- Danish picture sleeve

Single by ABBA

from the album Ring Ring
- B-side: "I Am Just a Girl"
- Released: June 1973
- Recorded: 14 March 1973
- Studio: Metronome, Stockholm, Sweden
- Genre: Country rock
- Length: 2:57
- Label: Polar
- Songwriters: Benny Andersson Björn Ulvaeus
- Producers: Benny Andersson Björn Ulvaeus

ABBA singles chronology
| "Another Town, Another Train" (1973) | "Love Isn't Easy (But It Sure Is Hard Enough)" (1973) | "Rock'n Roll Band" (1973) |

Audio video
- "Love Isn't Easy (But It Sure Is Hard Enough)" on YouTube

= Love Isn't Easy (But It Sure Is Hard Enough) =

1973 ABBA song

"Love Isn't Easy (But It Sure Is Hard Enough)" is a country rock song recorded by Swedish pop group ABBA. It was the fifth single to be released from their album Ring Ring, but unusually, it was not issued in ABBA's home-country of Sweden, but elsewhere in Scandinavia. It was coupled with "I Am Just a Girl" as its B-side upon release in 1973. The song was one of the last songs to be recorded for the album Ring Ring.
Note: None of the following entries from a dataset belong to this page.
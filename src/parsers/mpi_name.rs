//! # MPI 目标标识符解析器
//!
//! 把原始字符串分解为 (实现类型, 可选版本号)。
//!
//! ## 标识符语法
//! ```text
//! "mpich"           -> MPICH，包管理器安装
//! "mpich-3.3.2"     -> MPICH 3.3.2，源码构建
//! "openmpi"         -> OpenMPI，包管理器安装
//! "openmpi-4.0.2"   -> OpenMPI 4.0.2，源码构建
//! ```
//! 版本后缀通过提取所有连续数字串解析，必须恰好得到 3 个整数。
//! 这里的输入最终会拼入 shell 命令，所以解析必须严格：
//! 不认识的输入一律报错，绝不猜测。
//!
//! ## 依赖关系
//! - 被 `commands/` 模块使用
//! - 使用 `models/target.rs`
//! - 使用 `regex` crate

use crate::error::{MpimageError, Result};
use crate::models::{MpiKind, MpiTarget, MpiVersion};
use regex::Regex;

/// 解析 MPI 目标标识符
pub fn parse_mpi_name(raw: &str) -> Result<MpiTarget> {
    let kind = if raw.starts_with(MpiKind::Openmpi.keyword()) {
        MpiKind::Openmpi
    } else if raw.starts_with(MpiKind::Mpich.keyword()) {
        MpiKind::Mpich
    } else {
        return Err(invalid(
            raw,
            "unrecognized implementation (expected 'mpich' or 'openmpi')",
        ));
    };

    let rest = &raw[kind.keyword().len()..];
    if rest.is_empty() {
        // 无版本号：包管理器安装
        return Ok(MpiTarget::new(kind, None));
    }

    let version_str = match rest.strip_prefix('-') {
        Some(s) => s,
        None => {
            return Err(invalid(
                raw,
                "expected '-' between implementation and version",
            ))
        }
    };

    let version = parse_version(raw, version_str)?;
    Ok(MpiTarget::new(kind, Some(version)))
}

/// 从版本后缀中提取所有连续数字串，要求恰好 3 个
fn parse_version(raw: &str, version_str: &str) -> Result<MpiVersion> {
    let digit_run = Regex::new(r"\d+").unwrap();

    let mut numbers = Vec::new();
    for m in digit_run.find_iter(version_str) {
        let n: u32 = m
            .as_str()
            .parse()
            .map_err(|_| invalid(raw, "version component out of range"))?;
        numbers.push(n);
    }

    if numbers.len() != 3 {
        return Err(invalid(
            raw,
            "version must have exactly 3 numeric components (major.minor.patch)",
        ));
    }

    Ok(MpiVersion::new(numbers[0], numbers[1], numbers[2]))
}

fn invalid(raw: &str, reason: &str) -> MpimageError {
    MpimageError::InvalidMpiName {
        name: raw.to_string(),
        reason: reason.to_string(),
    }
}

#[cfg(test)]
mod tests {
    use super::*;

    #[test]
    fn test_parse_bare_mpich() {
        let target = parse_mpi_name("mpich").unwrap();
        assert_eq!(target.kind, MpiKind::Mpich);
        assert_eq!(target.version, None);
    }

    #[test]
    fn test_parse_bare_openmpi() {
        let target = parse_mpi_name("openmpi").unwrap();
        assert_eq!(target.kind, MpiKind::Openmpi);
        assert_eq!(target.version, None);
    }

    #[test]
    fn test_parse_mpich_with_version() {
        let target = parse_mpi_name("mpich-3.3.2").unwrap();
        assert_eq!(target.kind, MpiKind::Mpich);
        assert_eq!(target.version, Some(MpiVersion::new(3, 3, 2)));
    }

    #[test]
    fn test_parse_openmpi_with_version() {
        let target = parse_mpi_name("openmpi-4.0.2").unwrap();
        assert_eq!(target.kind, MpiKind::Openmpi);
        assert_eq!(target.version, Some(MpiVersion::new(4, 0, 2)));
    }

    #[test]
    fn test_identifier_round_trip() {
        for raw in ["mpich", "mpich-3.3.2", "openmpi", "openmpi-4.0.2"] {
            let target = parse_mpi_name(raw).unwrap();
            assert_eq!(target.identifier(), raw);
            assert_eq!(parse_mpi_name(&target.identifier()).unwrap(), target);
        }
    }

    #[test]
    fn test_unknown_implementation_rejected() {
        assert!(parse_mpi_name("lammpi").is_err());
        assert!(parse_mpi_name("intelmpi-2019.0.1").is_err());
        assert!(parse_mpi_name("").is_err());
        assert!(parse_mpi_name("mpi").is_err());
    }

    #[test]
    fn test_missing_separator_rejected() {
        assert!(parse_mpi_name("mpich3.3.2").is_err());
        assert!(parse_mpi_name("openmpi4.0.2").is_err());
        assert!(parse_mpi_name("mpichx").is_err());
    }

    #[test]
    fn test_wrong_component_count_rejected() {
        assert!(parse_mpi_name("mpich-").is_err());
        assert!(parse_mpi_name("mpich-3").is_err());
        assert!(parse_mpi_name("mpich-3.3").is_err());
        assert!(parse_mpi_name("openmpi-4.0.2.1").is_err());
        assert!(parse_mpi_name("openmpi-4.0.x").is_err());
    }

    #[test]
    fn test_version_with_odd_separators_still_three_runs() {
        // 数字串提取对分隔符不敏感，只要恰好 3 个
        let target = parse_mpi_name("openmpi-4_0_2").unwrap();
        assert_eq!(target.version, Some(MpiVersion::new(4, 0, 2)));
    }

    #[test]
    fn test_huge_component_rejected() {
        assert!(parse_mpi_name("mpich-99999999999.0.0").is_err());
    }
}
The song describes the common phenomenon of a quarrel between lovers, and although the song's title seems to be self-contradictory, it's unlikely that it pertains to a sexual double entendre as some have believed it to be.

==History==
The song was written and composed by Benny Andersson & Björn Ulvaeus. All four members of the ABBA share the lead vocals.

==Chart performance==
The single's limited release did not generate a Top 10 chart placement anywhere, though it was a minor hit in some countries where it was released. In Sweden, it reached #3 on the Tio i Topp singles chart, even though it wasn't issued as a single in that country.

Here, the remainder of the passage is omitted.